'Dear Friend' Gonzales Is Expendable to Bush

Forcing Gonzales's resignation isn't enough, just as it's not enough to have Scooter Libby alone take the rap for the CIA leak investigation.
This post was published on the now-closed HuffPost Contributor platform. Contributors control their own work and posted freely to our site. If you need to flag this entry as abusive, send us an email.

Could President George W. Bush get away with fingering the wrong guy again?

He's sure trying to in the scandal surrounding the firing of eight U.S. attorneys. On Wednesday, in his first comments, Bush criticized Attorney General Alberto Gonzales, expressing annoyance that questions about the scandal were intruding on his Latin America trip. Bush was feeling so much heat he couldn't even wait to clear Mexican airspace before separating himself from the first Mexican-American attorney general in history.

If the firings weren't looking like a White House operation, Bush wouldn't have criticized the man who must be among the most pliant attorney generals in history.

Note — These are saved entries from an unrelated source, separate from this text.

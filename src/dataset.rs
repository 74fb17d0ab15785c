//! Source datasets and their value lookups.
//!
//! Lookups rewrite known aliases and variants of raw values before cleaning.
//! They are keyed by property type and compiled when configuration is loaded.

use crate::cleaning::{collapse_spaces, hash_id, slugify};
use crate::schema::PropertyType;
use serde::{Deserialize, Serialize};
use std::collections::{BTreeMap, HashMap};

/// One lookup rule: every `match` variant maps to the given replacement values.
#[derive(Debug, Clone, PartialEq, Eq, Serialize, Deserialize)]
pub struct LookupOption {
    #[serde(rename = "match")]
    pub matches: Vec<String>,
    #[serde(default)]
    pub value: Option<String>,
    #[serde(default)]
    pub values: Vec<String>,
}

impl LookupOption {
    fn replacements(&self) -> Vec<String> {
        let mut out: Vec<String> = self.value.iter().cloned().collect();
        out.extend(self.values.iter().cloned());
        out
    }
}

#[derive(Debug, Clone, Default, Serialize, Deserialize)]
struct LookupSpec {
    #[serde(default)]
    options: Vec<LookupOption>,
}

/// Compiled lookup table from normalized raw value to replacement values.
///
/// An option without replacements drops the matched value.
#[derive(Debug, Clone, Default, PartialEq, Eq, Serialize, Deserialize)]
#[serde(from = "LookupSpec", into = "LookupSpec")]
pub struct Lookup {
    options: Vec<LookupOption>,
    table: HashMap<String, Vec<String>>,
}

impl From<LookupSpec> for Lookup {
    fn from(spec: LookupSpec) -> Self {
        Self::new(spec.options)
    }
}

impl From<Lookup> for LookupSpec {
    fn from(lookup: Lookup) -> Self {
        LookupSpec {
            options: lookup.options,
        }
    }
}

impl Lookup {
    pub fn new(options: Vec<LookupOption>) -> Self {
        let mut table = HashMap::new();
        for option in &options {
            let replacements = option.replacements();
            for variant in &option.matches {
                table.insert(normalize_key(variant), replacements.clone());
            }
        }
        Self { options, table }
    }

    /// Replacement values for a raw value, if the lookup knows it.
    pub fn get_values(&self, raw: &str) -> Option<&[String]> {
        self.table.get(&normalize_key(raw)).map(Vec::as_slice)
    }

    pub fn len(&self) -> usize {
        self.table.len()
    }

    pub fn is_empty(&self) -> bool {
        self.table.is_empty()
    }
}

fn normalize_key(raw: &str) -> String {
    collapse_spaces(raw).to_lowercase()
}

/// A source dataset.
#[derive(Debug, Clone, Default, PartialEq, Eq, Serialize, Deserialize)]
pub struct Dataset {
    pub name: String,
    /// ID prefix for entities produced by this dataset; defaults to the name.
    #[serde(default)]
    pub prefix: Option<String>,
    #[serde(default)]
    pub lookups: BTreeMap<PropertyType, Lookup>,
}

impl Dataset {
    pub fn new(name: &str) -> Self {
        Self {
            name: name.to_string(),
            prefix: None,
            lookups: BTreeMap::new(),
        }
    }

    pub fn with_lookup(mut self, kind: PropertyType, lookup: Lookup) -> Self {
        self.lookups.insert(kind, lookup);
        self
    }

    pub fn prefix(&self) -> &str {
        self.prefix.as_deref().unwrap_or(&self.name)
    }

    /// Rewrite a raw value through the lookup for its property type.
    ///
    /// Unknown values pass through unchanged.
    pub fn lookup_values(&self, kind: PropertyType, raw: &str) -> Vec<String> {
        match self.lookups.get(&kind).and_then(|lookup| lookup.get_values(raw)) {
            Some(values) => values.to_vec(),
            None => vec![raw.to_string()],
        }
    }

    /// Readable entity ID: dataset prefix plus a slug of the parts.
    pub fn make_slug<S: AsRef<str>>(&self, parts: &[S]) -> Option<String> {
        let slug = slugify(parts)?;
        Some(format!("{}-{}", self.prefix(), slug))
    }

    /// Opaque entity ID: dataset prefix plus a hash of the parts.
    pub fn make_id<S: AsRef<str>>(&self, parts: &[S]) -> Option<String> {
        let hashed = hash_id(parts)?;
        Some(format!("{}-{}", self.prefix(), hashed))
    }
}

#[cfg(test)]
mod tests {
    use super::*;

    fn country_lookup() -> Lookup {
        Lookup::new(vec![
            LookupOption {
                matches: vec!["Republic of Indonesia".to_string(), "RI".to_string()],
                value: Some("id".to_string()),
                values: vec![],
            },
            LookupOption {
                matches: vec!["n/a".to_string()],
                value: None,
                values: vec![],
            },
        ])
    }

    #[test]
    fn test_lookup_normalizes_keys() {
        let lookup = country_lookup();
        assert_eq!(
            lookup.get_values("  republic   of INDONESIA "),
            Some(&["id".to_string()][..])
        );
        assert_eq!(lookup.get_values("Germany"), None);
    }

    #[test]
    fn test_dataset_lookup_values() {
        let dataset = Dataset::new("id_dpr").with_lookup(PropertyType::Country, country_lookup());
        assert_eq!(dataset.lookup_values(PropertyType::Country, "RI"), vec!["id"]);
        assert!(dataset.lookup_values(PropertyType::Country, "N/A").is_empty());
        assert_eq!(
            dataset.lookup_values(PropertyType::Country, "Germany"),
            vec!["Germany"]
        );
        assert_eq!(dataset.lookup_values(PropertyType::Name, "RI"), vec!["RI"]);
    }

    #[test]
    fn test_make_ids() {
        let dataset = Dataset::new("id_dpr");
        assert_eq!(
            dataset.make_slug(&["Jane Doe"]),
            Some("id_dpr-jane-doe".to_string())
        );
        let id = dataset.make_id(&["Jane Doe"]).unwrap();
        assert!(id.starts_with("id_dpr-"));
        assert_eq!(dataset.make_id::<&str>(&[]), None);
    }

    #[test]
    fn test_lookup_deserialize() {
        let raw = r#"{"name": "id_dpr", "prefix": "id-dpr",
            "lookups": {"country": {"options": [{"match": ["RI"], "value": "id"}]}}}"#;
        let dataset: Dataset = serde_json::from_str(raw).unwrap();
        assert_eq!(dataset.prefix(), "id-dpr");
        assert_eq!(dataset.lookup_values(PropertyType::Country, "ri"), vec!["id"]);
    }
}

His ``dear friend'' Gonzales has been a cog in the Bush wheel since his earliest days in Texas. As Bush's counsel, he rejected death-row appeals at a pace that won Bush first place in speed and number (119) of executions in the country.

Gonzales, who once described the Geneva Conventions as ``quaint,'' has rubber-stamped every incursion into due process for detainees and enemy combatants. He approved the ``torture memo'' out of the Justice Department that changed techniques permitted in the interrogation of enemies captured in the war against terrorists. He hasn't met a civil right he likes.

But forcing Gonzales's resignation isn't enough, just as it's not enough to have Scooter Libby alone take the rap for the CIA leak investigation.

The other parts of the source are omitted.